# Mentality of 10 month old



## bss2t (Oct 23, 2009)

Hey all!

Things are going very well with my GSD and I. He is a super little guy, no aggression at all, and a big goof ball.

I was wondering what kind of a mentality to expect at 10 months old? He is a male from strong working lines, and appears to be very much a puppy still. He is not at all suspecting of strangers, and does not appear to be overly concerned with protecting/establishing his territory. 

Thanks for your help!

Brad.


----------



## onyx'girl (May 18, 2007)

brain burps is what to expect. 
Sounds like he has a great temperament! 
What are you doing as far as training?


----------



## kiya (May 3, 2010)

He's still a baby, maybe starting adolesence, kind of like a kid starting teenage years. My pup is 6 months now, thats like terrible 2's.


----------



## bss2t (Oct 23, 2009)

Brain burps? LOL

We do a lot of obedience both food based and toy based. We need to sharpen him up on some things, but overall we are happy with his progression. Just unsure when he becomes an adult, and how drastic/nominal that change is in his personality.


----------



## Jason L (Mar 20, 2009)

That's Ikie too and he is at the same age as your pup. Just one big goofy doofus on four legs. 

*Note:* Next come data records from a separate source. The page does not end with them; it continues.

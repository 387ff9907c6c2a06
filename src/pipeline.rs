// Copyright 2023 The Matrix.org Foundation C.I.C.
//
// Licensed under the Apache License, Version 2.0 (the "License");
// you may not use this file except in compliance with the License.
// You may obtain a copy of the License at
//
//     http://www.apache.org/licenses/LICENSE-2.0
//
// Unless required by applicable law or agreed to in writing, software
// distributed under the License is distributed on an "AS IS" BASIS,
// WITHOUT WARRANTIES OR CONDITIONS OF ANY KIND, either express or implied.
// See the License for the specific language governing permissions and
// limitations under the License.

use ruma::EventEncryptionAlgorithm;
use tracing::{info, warn};

use crate::{
    error::KeyExportError,
    key_export::{decrypt_room_key_export, encrypt_room_key_export, DEFAULT_PBKDF_ROUNDS},
    store::{ExportableSession, SessionStore},
    types::ExportedRoomKey,
};

/// Export every usable inbound group session of the store as an armored,
/// passphrase-protected blob.
///
/// Sessions that can't be reconstructed from their at-rest form, and
/// sessions the store has marked as invalid, are skipped with a warning.
///
/// # Arguments
///
/// * `store` - The session store holding the sessions to export.
///
/// * `passphrase` - The passphrase that will protect the export. The key
///   derivation runs [`DEFAULT_PBKDF_ROUNDS`] rounds of PBKDF2, which
///   takes a noticeable amount of time on purpose.
///
/// # Examples
///
/// ```no_run
/// use megolm_key_export::{export_room_keys, MemoryStore};
/// use ruma::user_id;
///
/// # async {
/// let store = MemoryStore::new(user_id!("@alice:example.org"));
/// let export = export_room_keys(&store, "1234").await.unwrap();
/// # };
/// ```
pub async fn export_room_keys<S: SessionStore>(
    store: &S,
    passphrase: &str,
) -> Result<String, KeyExportError> {
    let pickles = store.list_inbound_sessions().await?;
    let pickle_key = store.user_id().to_owned();

    let mut keys = Vec::new();

    for pickle in &pickles {
        let session = match store.reconstruct(pickle, pickle_key.as_str()) {
            Ok(session) => session,
            Err(e) => {
                warn!(error = ?e, "Couldn't reconstruct a stored group session, skipping it");
                continue;
            }
        };

        if !session.is_valid() {
            warn!(
                room_id = ?session.room_id(),
                session_id = session.session_id(),
                "Skipping an invalid group session"
            );
            continue;
        }

        keys.push(ExportedRoomKey {
            algorithm: EventEncryptionAlgorithm::MegolmV1AesSha2,
            room_id: session.room_id().to_owned(),
            sender_key: session.sender_key().to_owned(),
            session_id: session.session_id().to_owned(),
            session_key: session.export_at_first_known_index(),
            sender_claimed_keys: session.sender_claimed_keys(),
            forwarding_curve25519_key_chain: session.forwarding_curve25519_key_chain(),
        });
    }

    if keys.is_empty() {
        return Err(KeyExportError::EmptyExport);
    }

    encrypt_room_key_export(&keys, passphrase, DEFAULT_PBKDF_ROUNDS)
}

/// Decrypt an armored key export and hand every room key in it to the
/// store.
///
/// Returns the number of room keys the store accepted. Keys the store
/// refused are logged and skipped, a corrupt export aborts the whole
/// import.
///
/// # Arguments
///
/// * `store` - The session store receiving the imported room keys.
///
/// * `data` - The bytes of the key export file.
///
/// * `passphrase` - The passphrase the export was protected with.
///
/// # Examples
///
/// ```no_run
/// use megolm_key_export::{import_room_keys, MemoryStore};
/// use ruma::user_id;
///
/// # async {
/// let store = MemoryStore::new(user_id!("@alice:example.org"));
/// let export = std::fs::read("keys.txt").unwrap();
/// let count = import_room_keys(&store, &export, "1234").await.unwrap();
/// # };
/// ```
pub async fn import_room_keys<S: SessionStore>(
    store: &S,
    data: &[u8],
    passphrase: &str,
) -> Result<usize, KeyExportError> {
    if !store.encryption_enabled() {
        return Err(KeyExportError::EncryptionDisabled);
    }

    let keys = decrypt_room_key_export(data, passphrase)?;

    let total_count = keys.len();
    let mut imported_count = 0;

    for key in keys {
        let room_id = key.room_id.clone();
        let session_id = key.session_id.clone();

        match store.set_inbound_group_session(key, true).await {
            Ok(()) => imported_count += 1,
            Err(e) => {
                warn!(
                    room_id = ?room_id,
                    session_id = session_id,
                    error = ?e,
                    "Couldn't import a room key from a file export"
                );
            }
        }
    }

    info!(total_count, imported_count, "Successfully imported room keys");

    Ok(imported_count)
}

#[cfg(test)]
mod tests {
    use std::collections::BTreeMap;

    use assert_matches::assert_matches;
    use ruma::{room_id, user_id, DeviceKeyAlgorithm, UserId};

    use super::*;
    use crate::store::{MemorySession, MemoryStore};

    const PASSPHRASE: &str = "It's a secret to everybody";

    fn alice() -> &'static UserId {
        user_id!("@alice:localhost")
    }

    fn session(session_id: &str) -> MemorySession {
        MemorySession {
            room_id: room_id!("!test:localhost").to_owned(),
            session_id: session_id.to_owned(),
            sender_key: "RF3s+E7RkTQTGF2d8Deol0FkQvgII2aJDf3/Jp5mxVU".to_owned(),
            sender_claimed_keys: BTreeMap::from([(
                DeviceKeyAlgorithm::Ed25519,
                "aU1UcblBSipr1zkqSnQzRcLUulfuI973x+YkA/uDBPc".to_owned(),
            )]),
            forwarding_curve25519_key_chain: vec![],
            session_key: format!("session key material for {session_id}"),
            valid: true,
        }
    }

    #[tokio::test]
    async fn export_import_roundtrip() {
        let store = MemoryStore::new(alice());
        store.add_session(session("S1"));
        store.add_session(session("S2"));

        let export = export_room_keys(&store, PASSPHRASE).await.unwrap();

        let receiving = MemoryStore::new(user_id!("@bob:localhost"));
        let count = import_room_keys(&receiving, export.as_bytes(), PASSPHRASE).await.unwrap();

        assert_eq!(count, 2);

        let imported = receiving.imported_sessions();
        assert_eq!(imported[0].session_id, "S1");
        assert_eq!(imported[1].session_id, "S2");
        assert_eq!(imported[0].algorithm, EventEncryptionAlgorithm::MegolmV1AesSha2);
        assert_eq!(imported[0].session_key, "session key material for S1");
        assert_eq!(
            imported[0].sender_claimed_keys,
            session("S1").sender_claimed_keys,
        );
    }

    #[tokio::test]
    async fn empty_stores_have_nothing_to_export() {
        let store = MemoryStore::new(alice());

        assert_matches!(
            export_room_keys(&store, PASSPHRASE).await,
            Err(KeyExportError::EmptyExport)
        );
    }

    #[tokio::test]
    async fn broken_sessions_are_skipped_on_export() {
        let store = MemoryStore::new(alice());

        let mut invalid = session("S1");
        invalid.valid = false;

        store.add_session(invalid);
        store.add_pickled_session("not a pickled session at all".to_owned());
        store.add_session(session("S3"));

        let export = export_room_keys(&store, PASSPHRASE).await.unwrap();

        let receiving = MemoryStore::new(user_id!("@bob:localhost"));
        let count = import_room_keys(&receiving, export.as_bytes(), PASSPHRASE).await.unwrap();

        assert_eq!(count, 1);
        assert_eq!(receiving.imported_sessions()[0].session_id, "S3");
    }

    #[tokio::test]
    async fn only_broken_sessions_counts_as_an_empty_export() {
        let store = MemoryStore::new(alice());

        let mut invalid = session("S1");
        invalid.valid = false;
        store.add_session(invalid);

        assert_matches!(
            export_room_keys(&store, PASSPHRASE).await,
            Err(KeyExportError::EmptyExport)
        );
    }

    #[tokio::test]
    async fn imports_need_encryption_to_be_enabled() {
        let exporting = MemoryStore::new(alice());
        exporting.add_session(session("S1"));
        let export = export_room_keys(&exporting, PASSPHRASE).await.unwrap();

        let mut receiving = MemoryStore::new(user_id!("@bob:localhost"));
        receiving.set_encryption_enabled(false);

        assert_matches!(
            import_room_keys(&receiving, export.as_bytes(), PASSPHRASE).await,
            Err(KeyExportError::EncryptionDisabled)
        );
        assert!(receiving.imported_sessions().is_empty());
    }

    #[tokio::test]
    async fn the_count_reflects_what_the_store_accepted() {
        let store = MemoryStore::new(alice());
        store.add_session(session("S1"));
        store.add_session(session("S2"));

        let export = export_room_keys(&store, PASSPHRASE).await.unwrap();

        let receiving = MemoryStore::new(user_id!("@bob:localhost"));
        receiving.reject_session_id("S1");

        let count = import_room_keys(&receiving, export.as_bytes(), PASSPHRASE).await.unwrap();

        assert_eq!(count, 1);
        assert_eq!(receiving.imported_sessions()[0].session_id, "S2");
    }

    #[tokio::test]
    async fn an_export_of_zero_keys_imports_zero_keys() {
        // The exporting side refuses to produce such a file, but a foreign
        // one containing an empty list is still well-formed.
        let encrypted = crate::encrypt_room_key_export(&[], PASSPHRASE, 10).unwrap();

        let receiving = MemoryStore::new(alice());
        let count = import_room_keys(&receiving, encrypted.as_bytes(), PASSPHRASE).await.unwrap();

        assert_eq!(count, 0);
        assert!(receiving.imported_sessions().is_empty());
    }

    #[tokio::test]
    async fn wrong_passphrases_import_nothing() {
        let store = MemoryStore::new(alice());
        store.add_session(session("S1"));

        let export = export_room_keys(&store, PASSPHRASE).await.unwrap();

        let receiving = MemoryStore::new(user_id!("@bob:localhost"));
        assert_matches!(
            import_room_keys(&receiving, export.as_bytes(), "not the passphrase").await,
            Err(KeyExportError::AuthFailure)
        );
        assert!(receiving.imported_sessions().is_empty());
    }
}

Lack of suspicion of strangers, doesn't get bend out of shape if new people come near him, not constantly on guard with his "territory" = I may be biased here but I see all of that as good things, as signs that he is a steady, solid, confident youngster who looks at the world and says "Yup, I can handle THAT" ...


----------



## bss2t (Oct 23, 2009)

Jason, Oh I totally agree. I'm so glad we don't have aggression issues. It's just that the suspicion of strangers has been apparent in most of the shepherds I've seen. Wasn't sure when this kicks in or if it does in almost all shepherds.

I guess the bigger question is, how much does personality change when the dog does become fully mature?


----------



## onyx'girl (May 18, 2007)

I have noticed my female who had fear aggression and was on the anxious side calm down. She isn't as reactive to people coming over any longer. She was 3 when she matured.
I think it depends on the lines as far as WHEN your pup will mature. And you may not notice any difference. 
Many dogs will analyze a situation before just reacting, that is a sign of maturity, or using self control.
But if you aren't training in a super structured venue, the dog will just go with the flow of everyday life. 
Your boy will become more alert to his surroundings and hopefully look to you before deciding for himself whether to react to certain situations.


----------



## Lilie (Feb 3, 2010)

My male pup is now 10 months old. He has regressed some in maturity. I think he is just seeing life through different eyes, and not sure how he is supposed to handle it.


----------



## Relayer (Apr 29, 2010)

The technical term is "butthead phase."


----------



## JKlatsky (Apr 21, 2007)

I loved my dogs at 10 months! There was a independent period around 5/6 months, but from 7-12 months is my favorite time with my dogs. I think that's when everything started coming together as far as the foundation in the training and they really started doing things. They had focus for the task, although still sort of a puppy happiness to them. Mine didn't get to be buttheads until just after a year...that's when they seemed to start testing.


----------



## Lilie (Feb 3, 2010)

The last two weeks or so, I'd give Hondo a treat, he'd leave for a moment and then come right back looking for more. I thought that he was beginning to gulp his treats in an effort to get more. I was truly starting to get concerned. He'd never leave before, and I was worried he was in the beginning period of becoming food aggressive. 

This weekend we were scheduled to get a load of rain. I thought it would be a good idea to 'feed' all of my house plants and put them outside for a drenching. As I was hauling plants outside I found all of Hondo's stash. He has been placing his treats in the plant pots .....I suppose he was saving for a rainy day....


----------



## bss2t (Oct 23, 2009)

LOL That's hilarious!

Butthead? Hopefully he has already gone through that. Around 6-8 months of age, we could not have him in the house uncrated. If he wasn't held on a leash, he would find the nearest shoe, and take off in a game of "chase me!".

Now a days he just hangs out, very content with chewing his toys


----------



## mjbgsd (Jun 29, 2004)

I miss the non testosterone days..... *sigh*


----------



## Stosh (Jun 26, 2010)

I agree with Jason- and that sounds just like Stosh. No real concerns in life, very calm and confident. So far he seems to be taking it all in.


----------